*Source data:*
//! Session parameters.
//!
//! [`SessionOptions`] is filled from command-line flags, completed
//! interactively, consumed once to build the remux, and then
//! [`reset`](SessionOptions::reset) when the user processes another file.
//!
//! # Example
//!
//! ```
//! use dvdoll::SessionOptions;
//!
//! let mut options = SessionOptions::new()
//!     .with_input("/media/dvd")
//!     .with_title(2)
//!     .with_non_interactive(true);
//! options.reset();
//! assert!(options.input.is_none());
//! assert!(options.non_interactive);
//! ```

use std::path::{Component, Path, PathBuf};

/// Output name used when the user gives none.
pub const DEFAULT_OUTPUT_STEM: &str = "output";

/// Extension every output file carries.
pub const MATROSKA_EXTENSION: &str = ".mkv";

/// Parameters for one remux, plus the flags that outlive it.
///
/// `None` (or zero, for the numeric fields) means "not given yet"; the
/// session prompts for it unless `non_interactive` is set.
#[derive(Debug, Clone, Default, PartialEq, Eq)]
pub struct SessionOptions {
    /// DVD directory or ISO image, exactly as typed.
    pub input: Option<String>,
    /// Title number. Kept signed so a negative flag is reported by the
    /// session instead of being rejected while parsing arguments.
    pub title: Option<i64>,
    /// First chapter, or `0` / a `HH:MM:SS` time to select a time range.
    pub chapter_start: Option<String>,
    /// Last chapter, signed like `title`.
    pub chapter_end: Option<i64>,
    /// Start time (`-ss`).
    pub start_time: Option<String>,
    /// End time (`-to`).
    pub end_time: Option<String>,
    /// Output file name; `.mkv` is appended when missing.
    pub output: Option<String>,
    /// Only list titles and stop.
    pub list_only: bool,
    /// Print the title list as JSON (with `list_only`).
    pub json: bool,
    /// Never prompt; fail on missing values.
    pub non_interactive: bool,
    /// Let ffmpeg replace an existing output file.
    pub overwrite: bool,
}

impl SessionOptions {
    /// Create empty options.
    pub fn new() -> Self {
        Self::default()
    }

    /// Set the input path.
    #[must_use]
    pub fn with_input(mut self, input: impl Into<String>) -> Self {
        self.input = Some(input.into());
        self
    }

    /// Set the title number.
    #[must_use]
    pub fn with_title(mut self, title: i64) -> Self {
        self.title = Some(title);
        self
    }

    /// Set the first chapter (or time-range marker).
    #[must_use]
    pub fn with_chapter_start(mut self, chapter_start: impl Into<String>) -> Self {
        self.chapter_start = Some(chapter_start.into());
        self
    }

    /// Set the last chapter.
    #[must_use]
    pub fn with_chapter_end(mut self, chapter_end: i64) -> Self {
        self.chapter_end = Some(chapter_end);
        self
    }

    /// Set the start time.
    #[must_use]
    pub fn with_start_time(mut self, start_time: impl Into<String>) -> Self {
        self.start_time = Some(start_time.into());
        self
    }

    /// Set the end time.
    #[must_use]
    pub fn with_end_time(mut self, end_time: impl Into<String>) -> Self {
        self.end_time = Some(end_time.into());
        self
    }

    /// Set the output file name.
    #[must_use]
    pub fn with_output(mut self, output: impl Into<String>) -> Self {
        self.output = Some(output.into());
        self
    }

    /// Only list titles.
    #[must_use]
    pub fn with_list_only(mut self, list_only: bool) -> Self {
        self.list_only = list_only;
        self
    }

    /// Print the title list as JSON (only meaningful with `list_only`).
    #[must_use]
    pub fn with_json(mut self, json: bool) -> Self {
        self.json = json;
        self
    }

    /// Disable prompts.
    #[must_use]
    pub fn with_non_interactive(mut self, non_interactive: bool) -> Self {
        self.non_interactive = non_interactive;
        self
    }

    /// Allow replacing an existing output.
    #[must_use]
    pub fn with_overwrite(mut self, overwrite: bool) -> Self {
        self.overwrite = overwrite;
        self
    }

    /// Forget everything specific to the file just processed.
    ///
    /// `non_interactive`, `overwrite`, and `json` are session-wide and kept.
    pub fn reset(&mut self) {
        *self = Self {
            non_interactive: self.non_interactive,
            overwrite: self.overwrite,
            json: self.json,
            ..Self::default()
        };
    }
}

/// Final output file name: `output` when blank, `.mkv` appended unless the
/// name already ends with it (case-insensitive).
pub fn output_file_name(raw: Option<&str>) -> String {
    let name = match raw {
        Some(name) if !name.is_empty() => name.to_string(),
        _ => DEFAULT_OUTPUT_STEM.to_string(),
    };
    if name.to_lowercase().ends_with(MATROSKA_EXTENSION) {
        name
    } else {
        format!("{name}{MATROSKA_EXTENSION}")
    }
}

/// Strip surrounding double quotes (as pasted from a file manager) and clean
/// the path lexically.
///
/// Repeated separators and `.` components are dropped and `..` cancels the
/// preceding normal component. The filesystem is never consulted.
pub fn clean_input_path(raw: &str) -> PathBuf {
    let unquoted = raw.trim_matches('"');
    if unquoted.is_empty() {
        return PathBuf::from(".");
    }

    let mut cleaned = PathBuf::new();
    let mut depth = 0_usize;
    for component in Path::new(unquoted).components() {
        match component {
            Component::CurDir => {}
            Component::ParentDir if depth > 0 => {
                cleaned.pop();
                depth -= 1;
            }
            Component::ParentDir => {
                if !cleaned.has_root() {
                    cleaned.push("..");
                }
            }
            Component::Normal(part) => {
                cleaned.push(part);
                depth += 1;
            }
            Component::RootDir | Component::Prefix(_) => cleaned.push(component.as_os_str()),
        }
    }

    if cleaned.as_os_str().is_empty() {
        PathBuf::from(".")
    } else {
        cleaned
    }
}

/// Parse a title or chapter number; zero and garbage both yield `None`.
pub fn parse_positive(value: &str) -> Option<u32> {
    value.trim().parse::<i64>().ok().and_then(positive_number)
}

/// Narrow a title or chapter flag; zero, negatives, and values past `u32`
/// yield `None`.
pub fn positive_number(value: i64) -> Option<u32> {
    u32::try_from(value).ok().filter(|number| *number > 0)
}

#[cfg(test)]
mod tests {
    use std::path::PathBuf;

    use super::{
        SessionOptions, clean_input_path, output_file_name, parse_positive, positive_number,
    };

    #[test]
    fn output_names() {
        assert_eq!(output_file_name(None), "output.mkv");
        assert_eq!(output_file_name(Some("")), "output.mkv");
        assert_eq!(output_file_name(Some("movie")), "movie.mkv");
        assert_eq!(output_file_name(Some("Movie.MKV")), "Movie.MKV");
        assert_eq!(output_file_name(Some("movie.mp4")), "movie.mp4.mkv");
    }

    #[test]
    fn input_paths_are_unquoted_and_cleaned() {
        assert_eq!(clean_input_path("\"/media/dvd/\""), PathBuf::from("/media/dvd"));
        assert_eq!(
            clean_input_path("/media//dvd/./VIDEO_TS/.."),
            PathBuf::from("/media/dvd")
        );
        assert_eq!(clean_input_path("../disc.iso"), PathBuf::from("../disc.iso"));
        assert_eq!(clean_input_path("a/../.."), PathBuf::from(".."));
        assert_eq!(clean_input_path("/.."), PathBuf::from("/"));
        assert_eq!(clean_input_path("./"), PathBuf::from("."));
    }

    #[test]
    fn positive_numbers() {
        assert_eq!(parse_positive(" 3 "), Some(3));
        assert_eq!(parse_positive("0"), None);
        assert_eq!(parse_positive("-2"), None);
        assert_eq!(parse_positive("three"), None);
        assert_eq!(parse_positive("4294967296"), None);
    }

    #[test]
    fn signed_flags_narrow_to_positive() {
        assert_eq!(positive_number(7), Some(7));
        assert_eq!(positive_number(0), None);
        assert_eq!(positive_number(-3), None);
        assert_eq!(positive_number(i64::from(u32::MAX) + 1), None);
    }

    #[test]
    fn reset_keeps_session_flags() {
        let mut options = SessionOptions::new()
            .with_input("disc.iso")
            .with_title(1)
            .with_chapter_start("1")
            .with_chapter_end(3)
            .with_start_time("0")
            .with_end_time("end")
            .with_output("out")
            .with_list_only(true)
            .with_non_interactive(true)
            .with_overwrite(true);
        options.reset();
        assert_eq!(
            options,
            SessionOptions::new()
                .with_non_interactive(true)
                .with_overwrite(true)
        );
    }
}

*Directions:* Across the records, count the lines that contain the word "disc" and give that figure alone.

*Solution for this exercise:* 2